Since I just finished part two of my family history movie which was about the Mitchell family line, I thought this would be a good time to do a post on how my 3rd great grandfather Mortimer Mitchell came to own his land in Riverdale, NC. If you missed that post, here's the link The Mitchells.
When I received Mortimer's deed sometime ago, the first thing I researched was information regarding the people he bought his land from. Maybe by doing this I would be able to unveil more information about my ancestor. The owner of the land was an Elizabeth Williams and her husband is listed as a witness on the deed, R B Williams. I found it rather curious that the wife was the owner of this land due to the fact that this deed was dated from March 1878. So I did some digging. It turns out that Elizabeth was originally Elizabeth Tolson who married a Gabriel Hardison back on Dec. 7, 1858. Elizabeth and her first husband were married until some terrible events unfolded in December 1866. Here is an excerpt from an article found in the usgwarchive.net/nc/craven/newspapers. The article was contributed by a Gloria Smith Taylor. This excerpt describes testimony given in court regarding the case of Calvin McCrellis, who was charged with complicity in the murder of Gabriel Hardison.
New Bern Weekly Journal Commerce, 18 December 1866
Gabriel Hardison murdered in his home.
....John Ives, the first witness, was in the room at the time of the murder of Hardison. A negro came for fire about sunrise, stating that he had just come from Beaufort. After some conversation, he left the room but immediately returned followed by three others, who with the most horrid imprecations demanded the surrender of the family. Mr. Hardison replied that he was unarmed; to take anything they wished; but spare his life. Upon this a thickset negro raised his gun, and shot Hardison through the head--he falling into the fire. The murderers now began to plunder and subsequently pulled the body from the fire to get a pocket book.
John Ives makes no mention of the name of the man or men who committed the murder. Next there are more testimonies.
Miss Emeline Robertson, was next introduced and deposed as follows: She was on a visit to W. T. Bright- a relative, residing near Croatan. The prisoner came and gave the following account of himself.
He had been a Union soldier, and left a wife and daughter in Massachussetts. Upon his return home he found his wife in the arms of a hotel keeper in Lowell, and killed her at once. She had spent the $3,000 he left with her.
He now took a steamer and came back to Newbern, went to farming upon a plantation belonging to J. L. Rhem; was robbed of his cotton, 2 mules, 4 horses, & etc. Was on his way to Beaufort. W. T . Bright had seen him on Friday evening going down the road, and again on Saturday coming up.
Vine Allen and Thomas Tolson live at Croatan Station. McCrellis came to their house about supper time on Friday evening and in conversation stated substantially above. He asserted that he was on his wasy to Beaufort to take a steamer North. Remained at the house until the train came and was seen to get on it.

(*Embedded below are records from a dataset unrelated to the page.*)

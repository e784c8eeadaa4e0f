//=========================================================================
// Graphics
//=========================================================================
//
// Colors, pixel buffers, sprites, sprite fonts, tile grids, backgrounds
// and the per-frame display list.
//
// Architecture:
//   Color ── Pixmap ── Sprite ── BackgroundLayer ── Background
//                         ├── Font (glyph frames) ── text boxes
//                         ├── TileGrid ──render()──> Sprite
//                         │
//                         └── DrawCommand ── ViewFrame ── Frame ──> Renderer
//
// All drawing is done in software on RGBA pixmaps; a Renderer decides
// what to do with the finished frame.
//
//=========================================================================

//=== Module Declarations =================================================

mod background;
mod color;
mod font;
mod frame;
pub(crate) mod pixmap;
mod sprite;
mod tilegrid;

//=== Public API ==========================================================

pub use background::{Background, BackgroundLayer};
pub use color::Color;
pub use font::{Font, HAlign, TextStyle, VAlign};
pub use frame::{DrawCommand, Frame, NullRenderer, Renderer, SoftwareRenderer, ViewFrame};
pub use pixmap::{BlendMode, Pixmap, ShapeStyle};
pub use sprite::Sprite;
pub use tilegrid::{RenderMethod, TileGrid};

pub(crate) use frame::sort_by_z;
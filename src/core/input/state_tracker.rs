//=========================================================================
// State Tracker
//=========================================================================
//
// Input state tracking with per-frame delta tracking.
//
// Architecture:
//   InputEvent → process_events() → held keys/buttons, mouse, joysticks → query
//
// Frame lifecycle: clear() → process_events() → finalize_frame() → query
//
// The game runs this lifecycle at the start of every tick, before any
// input hook fires, so hooks see the state including their own event.
//
//=========================================================================

//=== External Dependencies ===============================================

use std::collections::{HashMap, HashSet};

//=== Internal Dependencies ===============================================

use super::event::{InputEvent, KeyCode, Modifiers, MouseButton};

//=== StateTracker ========================================================

/// Tracks persistent state (keys held) and per-frame deltas (keys pressed/released).
#[derive(Debug, Clone)]
pub struct StateTracker {
    //--- Persistent State (survives frame boundary) ----------------------
    keys_down: HashSet<KeyCode>,
    mouse_buttons_down: HashSet<MouseButton>,
    mouse_position: (f64, f64),
    modifiers: Modifiers,
    keyboard_focused: bool,
    mouse_focused: bool,

    joystick_axes: HashMap<(u32, u32), f64>,
    joystick_hats: HashMap<(u32, u32), (i8, i8)>,
    joystick_buttons_down: HashSet<(u32, u32)>,
    joystick_names: HashMap<u32, String>,

    //--- Frame Deltas (reset each frame via clear()) --------------------
    keys_pressed_this_frame: HashSet<KeyCode>,
    keys_released_this_frame: HashSet<KeyCode>,
    mouse_buttons_pressed_this_frame: HashSet<MouseButton>,
    mouse_buttons_released_this_frame: HashSet<MouseButton>,
    text_this_frame: String,
    wheel_this_frame: (f64, f64),

    //--- Continuous Input (accumulated/calculated) -----------------------
    mouse_delta: (f64, f64),
    last_mouse_position: (f64, f64),
}

impl StateTracker {
    pub fn new() -> Self {
        Self {
            keys_down: HashSet::new(),
            mouse_buttons_down: HashSet::new(),
            mouse_position: (0.0, 0.0),
            modifiers: Modifiers::NONE,
            keyboard_focused: true,
            mouse_focused: true,
            joystick_axes: HashMap::new(),
            joystick_hats: HashMap::new(),
            joystick_buttons_down: HashSet::new(),
            joystick_names: HashMap::new(),
            keys_pressed_this_frame: HashSet::new(),
            keys_released_this_frame: HashSet::new(),
            mouse_buttons_pressed_this_frame: HashSet::new(),
            mouse_buttons_released_this_frame: HashSet::new(),
            text_this_frame: String::new(),
            wheel_this_frame: (0.0, 0.0),
            mouse_delta: (0.0, 0.0),
            last_mouse_position: (0.0, 0.0),
        }
    }

    //--- Frame Processing -------------------------------------------------

    /// Clears frame-specific deltas (pressed/released flags).
    pub(crate) fn clear(&mut self) {
        self.keys_pressed_this_frame.clear();
        self.keys_released_this_frame.clear();
        self.mouse_buttons_pressed_this_frame.clear();
        self.mouse_buttons_released_this_frame.clear();
        self.text_this_frame.clear();
        self.wheel_this_frame = (0.0, 0.0);
        self.last_mouse_position = self.mouse_position;
    }

    pub(crate) fn process_events(&mut self, events: &[InputEvent]) {
        for event in events {
            self.process_event(event);
        }
    }

    /// Finalizes frame calculations (calculates mouse delta).
    pub(crate) fn finalize_frame(&mut self) {
        self.mouse_delta = (
            self.mouse_position.0 - self.last_mouse_position.0,
            self.mouse_position.1 - self.last_mouse_position.1,
        );
    }

    /// Runs the whole frame lifecycle for one batch of events.
    pub(crate) fn update(&mut self, events: &[InputEvent]) {
        self.clear();
        self.process_events(events);
        self.finalize_frame();
    }

    //--- Internal Helpers -------------------------------------------------

    fn process_event(&mut self, event: &InputEvent) {
        match event {
            InputEvent::KeyPress { key, char, modifiers } => {
                self.modifiers = *modifiers;
                // Only mark as pressed if it wasn't already down
                if self.keys_down.insert(*key) {
                    self.keys_pressed_this_frame.insert(*key);
                }
                if let Some(c) = char {
                    self.text_this_frame.push(*c);
                }
            }

            InputEvent::KeyRelease { key, modifiers } => {
                self.modifiers = *modifiers;
                // Only mark as released if it was actually down
                if self.keys_down.remove(key) {
                    self.keys_released_this_frame.insert(*key);
                }
            }

            InputEvent::MouseButtonPress { button, modifiers } => {
                self.modifiers = *modifiers;
                if self.mouse_buttons_down.insert(*button) {
                    self.mouse_buttons_pressed_this_frame.insert(*button);
                }
            }

            InputEvent::MouseButtonRelease { button, modifiers } => {
                self.modifiers = *modifiers;
                if self.mouse_buttons_down.remove(button) {
                    self.mouse_buttons_released_this_frame.insert(*button);
                }
            }

            InputEvent::MouseMove { x, y } => {
                self.mouse_position = (*x, *y);
            }

            InputEvent::MouseWheel { x, y } => {
                self.wheel_this_frame.0 += x;
                self.wheel_this_frame.1 += y;
            }

            InputEvent::JoystickAxisMove { js_name, js_id, axis, value } => {
                self.joystick_names.insert(*js_id, js_name.clone());
                self.joystick_axes.insert((*js_id, *axis), *value);
            }

            InputEvent::JoystickHatMove { js_name, js_id, hat, x, y } => {
                self.joystick_names.insert(*js_id, js_name.clone());
                self.joystick_hats.insert((*js_id, *hat), (*x, *y));
            }

            InputEvent::JoystickButtonPress { js_name, js_id, button } => {
                self.joystick_names.insert(*js_id, js_name.clone());
                self.joystick_buttons_down.insert((*js_id, *button));
            }

            InputEvent::JoystickButtonRelease { js_id, button, .. } => {
                self.joystick_buttons_down.remove(&(*js_id, *button));
            }

            InputEvent::KeyboardFocusGain => self.keyboard_focused = true,
            InputEvent::KeyboardFocusLose => {
                self.keyboard_focused = false;
                // Releases are never reported once focus is gone
                self.keys_down.clear();
                self.modifiers = Modifiers::NONE;
            }
            InputEvent::MouseFocusGain => self.mouse_focused = true,
            InputEvent::MouseFocusLose => self.mouse_focused = false,

            InputEvent::JoystickTrackballMove { .. }
            | InputEvent::QuitRequest
            | InputEvent::Unidentified => {}
        }
    }

    //=====================================================================
    // Query API - Keyboard
    //=====================================================================

    /// Returns `true` if key transitioned UP → DOWN (one frame only).
    pub fn is_key_pressed(&self, key: KeyCode) -> bool {
        self.keys_pressed_this_frame.contains(&key)
    }

    /// Returns `true` while key is held.
    pub fn is_key_down(&self, key: KeyCode) -> bool {
        self.keys_down.contains(&key)
    }

    /// Returns `true` if key transitioned DOWN → UP.
    pub fn is_key_released(&self, key: KeyCode) -> bool {
        self.keys_released_this_frame.contains(&key)
    }

    /// Text typed this frame, in press order.
    pub fn text(&self) -> &str {
        &self.text_this_frame
    }

    pub fn has_keyboard_focus(&self) -> bool {
        self.keyboard_focused
    }

    //=====================================================================
    // Query API - Mouse
    //=====================================================================

    pub fn is_button_pressed(&self, button: MouseButton) -> bool {
        self.mouse_buttons_pressed_this_frame.contains(&button)
    }

    pub fn is_button_down(&self, button: MouseButton) -> bool {
        self.mouse_buttons_down.contains(&button)
    }

    pub fn is_button_released(&self, button: MouseButton) -> bool {
        self.mouse_buttons_released_this_frame.contains(&button)
    }

    /// Mouse position in window pixels (top-left origin).
    pub fn mouse_position(&self) -> (f64, f64) {
        self.mouse_position
    }

    /// Mouse movement since last frame.
    pub fn mouse_delta(&self) -> (f64, f64) {
        self.mouse_delta
    }

    /// Scrolling done this frame, in notches.
    pub fn mouse_wheel(&self) -> (f64, f64) {
        self.wheel_this_frame
    }

    pub fn has_mouse_focus(&self) -> bool {
        self.mouse_focused
    }

    //=====================================================================
    // Query API - Joysticks
    //=====================================================================

    /// Last reported position of a joystick axis, `0.0` if never moved.
    pub fn joystick_axis(&self, js_id: u32, axis: u32) -> f64 {
        self.joystick_axes.get(&(js_id, axis)).copied().unwrap_or(0.0)
    }

    /// Last reported position of a joystick hat.
    pub fn joystick_hat(&self, js_id: u32, hat: u32) -> (i8, i8) {
        self.joystick_hats.get(&(js_id, hat)).copied().unwrap_or((0, 0))
    }

    pub fn is_joystick_button_down(&self, js_id: u32, button: u32) -> bool {
        self.joystick_buttons_down.contains(&(js_id, button))
    }

    /// Name of a joystick that has reported any event.
    pub fn joystick_name(&self, js_id: u32) -> Option<&str> {
        self.joystick_names.get(&js_id).map(String::as_str)
    }

    //=====================================================================
    // Query API - Modifiers
    //=====================================================================

    pub fn modifiers(&self) -> Modifiers {
        self.modifiers
    }

    pub fn shift_held(&self) -> bool {
        self.modifiers.shift
    }

    pub fn ctrl_held(&self) -> bool {
        self.modifiers.ctrl
    }

    pub fn alt_held(&self) -> bool {
        self.modifiers.alt
    }

    //=====================================================================
    // Query API - Iteration
    //=====================================================================

    pub fn keys_down(&self) -> impl Iterator<Item = &KeyCode> {
        self.keys_down.iter()
    }

    pub fn keys_pressed(&self) -> impl Iterator<Item = &KeyCode> {
        self.keys_pressed_this_frame.iter()
    }

    pub fn keys_released(&self) -> impl Iterator<Item = &KeyCode> {
        self.keys_released_this_frame.iter()
    }

    pub fn buttons_down(&self) -> impl Iterator<Item = &MouseButton> {
        self.mouse_buttons_down.iter()
    }
}

//--- Trait Implementations -----------------------------------------------

impl Default for StateTracker {
    fn default() -> Self {
        Self::new()
    }
}

//=========================================================================
// Unit Tests
//=========================================================================
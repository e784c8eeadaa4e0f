//=========================================================================
// SGE Engine
//
// Main entry point: configures a game and runs it in a window.
//
// Architecture:
// ```text
//     EngineBuilder  ──build()──>  Engine  ──run()──>  [Runtime]
//         │                          │
//         ├─ with_config()           ├─ init(): register rooms, handlers
//         ├─ with_fps()              └─ spawns the logic thread
//         └─ with_channel_capacity()    runs the platform
//                                       blocks until the game ends
// ```
//
//=========================================================================

//=== External Dependencies ===============================================

use crossbeam_channel::{bounded, unbounded, Receiver, Sender};
use log::{error, info};

//=== Internal Dependencies ===============================================

use crate::config::GameConfig;
use crate::core::game::Game;
use crate::core::platform_bridge::{CoreEvent, PlatformEvent};
use crate::core::room::RoomKey;
use crate::core::CoreSystemsOrchestrator;
use crate::error::{Result, SgeError};
use crate::platform::Platform;

//=== EngineBuilder =======================================================

/// Builder for configuring and constructing an [`Engine`].
///
/// # Default Values
///
/// Everything defaults to [`GameConfig::default`]: a 640x480 window at
/// 60 fps and a 128-event channel.
///
/// # Examples
///
/// ```no_run
/// use sge::prelude::*;
///
/// #[derive(Debug, Clone, Copy, PartialEq, Eq, Hash)]
/// enum Level { Main }
/// impl RoomKey for Level {}
///
/// EngineBuilder::<Level>::new()
///     .with_fps(30.0)
///     .with_window_text("Demo")
///     .build()
///     .init(|game| {
///         game.register_start_room(Level::Main, Room::new(640.0, 480.0));
///     })
///     .run()
///     .unwrap();
/// ```
pub struct EngineBuilder<R: RoomKey> {
    config: GameConfig,
    _phantom: std::marker::PhantomData<R>,
}

impl<R: RoomKey> EngineBuilder<R> {
    /// Creates a new builder with default settings.
    pub fn new() -> Self {
        Self {
            config: GameConfig::default(),
            _phantom: std::marker::PhantomData,
        }
    }

    /// Replaces all settings, e.g. with a config loaded from TOML.
    ///
    /// # Panics
    ///
    /// Panics if the config's fps or channel capacity is not positive.
    pub fn with_config(self, config: GameConfig) -> Self {
        let fps = config.fps;
        let capacity = config.channel_capacity;
        Self { config, ..self }.with_fps(fps).with_channel_capacity(capacity)
    }

    /// Sets the game's frame rate, which is also the logic thread's tick
    /// rate.
    ///
    /// Default: 60.0
    ///
    /// # Panics
    ///
    /// Panics if `fps <= 0.0`.
    pub fn with_fps(mut self, fps: f64) -> Self {
        assert!(fps > 0.0, "FPS must be positive, got {}", fps);
        self.config.fps = fps;
        self
    }

    /// Sets the channel capacity for platform → core communication.
    ///
    /// Default: 128
    ///
    /// # Panics
    ///
    /// Panics if `capacity == 0`.
    pub fn with_channel_capacity(mut self, capacity: usize) -> Self {
        assert!(capacity > 0, "Channel capacity must be positive");
        self.config.channel_capacity = capacity;
        self
    }

    pub fn with_size(mut self, width: u32, height: u32) -> Self {
        self.config.width = width;
        self.config.height = height;
        self
    }

    pub fn with_window_text(mut self, text: impl Into<String>) -> Self {
        self.config.window_text = Some(text.into());
        self
    }

    /// Builds the engine and its game.
    pub fn build(self) -> Engine<R> {
        info!(
            "Building engine (FPS: {}, channel: {})",
            self.config.fps, self.config.channel_capacity
        );

        Engine {
            orchestrator: CoreSystemsOrchestrator::new(Game::new(self.config)),
        }
    }
}

impl<R: RoomKey> Default for EngineBuilder<R> {
    fn default() -> Self {
        Self::new()
    }
}

//=== Engine ==============================================================

/// SGE runtime.
///
/// # Architecture
///
/// ```text
/// Engine (Main Thread)
///   ├─► CoreSystemsOrchestrator (Logic Thread @ fps)
///   │     └─► Game::tick()
///   │
///   └─► Platform (Event Loop)
///         └─► Window, Input Polling
///
/// Communication: PlatformEvent (platform → core), CoreEvent (core → platform)
/// ```
pub struct Engine<R: RoomKey> {
    orchestrator: CoreSystemsOrchestrator<R>,
}

impl<R: RoomKey> Engine<R> {
    //--- Initialization ---------------------------------------------------

    /// Sets the game up before it runs: rooms, start room, handler,
    /// renderer.
    pub fn init<F>(mut self, init_fn: F) -> Self
    where
        F: FnOnce(&mut Game<R>),
    {
        info!("Initializing game");
        init_fn(self.orchestrator.game_mut());
        info!("Game initialization complete");
        self
    }

    /// Gives up the window and returns the game, to be ticked by hand.
    pub fn into_game(self) -> Game<R> {
        self.orchestrator.into_game()
    }

    //--- Execution --------------------------------------------------------

    /// Starts the engine runtime and blocks until the game ends.
    ///
    /// # Lifecycle
    ///
    /// 1. Creates the platform → core and core → platform channels
    /// 2. Spawns the logic thread ticking the game at its fps
    /// 3. Runs the platform event loop (blocks here)
    /// 4. The game ends → core sends Shutdown → event loop exits
    ///
    /// # Errors
    ///
    /// Returns [`SgeError::Platform`] if the window system fails.
    pub fn run(mut self) -> Result<()> {
        let config = self.orchestrator.game_mut().context().config().clone();
        info!("Starting engine runtime (FPS: {})", config.target_fps());

        //--- 1. Create communication channels ----------------------------
        let (tx, rx): (Sender<PlatformEvent>, Receiver<PlatformEvent>) = bounded(config.channel_capacity);
        let (shutdown_tx, shutdown_rx) = unbounded::<CoreEvent>();

        //--- 2. Spawn the core logic thread -------------------------------
        let core_handle = self.orchestrator.spawn_core_thread(rx, shutdown_tx);
        info!("Core logic thread spawned");

        //--- 3. Launch the platform subsystem -----------------------------
        let platform = Platform::new(&config, tx, shutdown_rx);
        let platform_result = platform.run();
        info!("Platform event loop exited");

        //--- 4. Cleanup: Wait for logic thread to terminate --------------
        match core_handle.join() {
            Ok(()) => info!("Core thread terminated cleanly"),
            Err(e) => error!("Core thread panicked: {:?}", e),
        }

        info!("Engine shutdown complete");
        platform_result.map_err(|e| {
            error!("Platform error: {}", e);
            SgeError::from(e)
        })
    }
}

//=========================================================================
// Unit Tests
//=========================================================================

All these statements went to clear McCrellis although his sections and language were most extraordinary.
McCrellis was next put upon the stand and stated as follows:
Had been in N.C. about five weeks; was a native of Lawrence Massachusetts; had been in service three years; discharged last September at Smithville; and left a wife at home; she left him; was with the proprietor of the Montezuma House; all the tales about killing her were lies; all the story about his farming was a lie; he had lied a good deal; had talked with a great many negroes; they spoke of a determination to rise; the negroes didn't get their rights; they wanted them; they were worse off now than when they were slaves; of the northerners didn't help them they would help the secesh; if somebody didn't help them they would help themselves; "blood and thunder" was the game they would play.
The court, after having all the evidences, concluded these was not enough evidence to convict the prisoner; but still enough to make it certain he was not the kind of man the neighborhood desired. He desired to go North and the court agreed to let him go, but remanded him to the jail until such time as he or someone else should raise the necessary funds to pay expenses.
When I read the section I have underlined, I couldn't help but let out a chuckle to myself. I am sure he was "not the kind the neighborhood desired." However, the thing that did get me about this is that they didn't just railroad the man into a conviction. I would think that after something so heinous should happen in the community the first thing on everyone's mind I would have thought would have been vengeance and people would hasten to serve out punishment as quickly as possible, nevermind finding out the truth. Regardless, McCrellis probably was left in jail for quite some time, unless by chance someone was able to pay his expenses.
Gabriel's widow, Elizabeth went on to marry a Robert B Williams of Croatan in February 15, 1872. So six years after the death of her first husband, Elizabeth sells off her land to my 3rd great grandfather, Mortimer. Perhaps the murder that took place there had nothing to do with it and it was just a simple business transaction. Perhaps she was letting go of a terrible reminder of the past.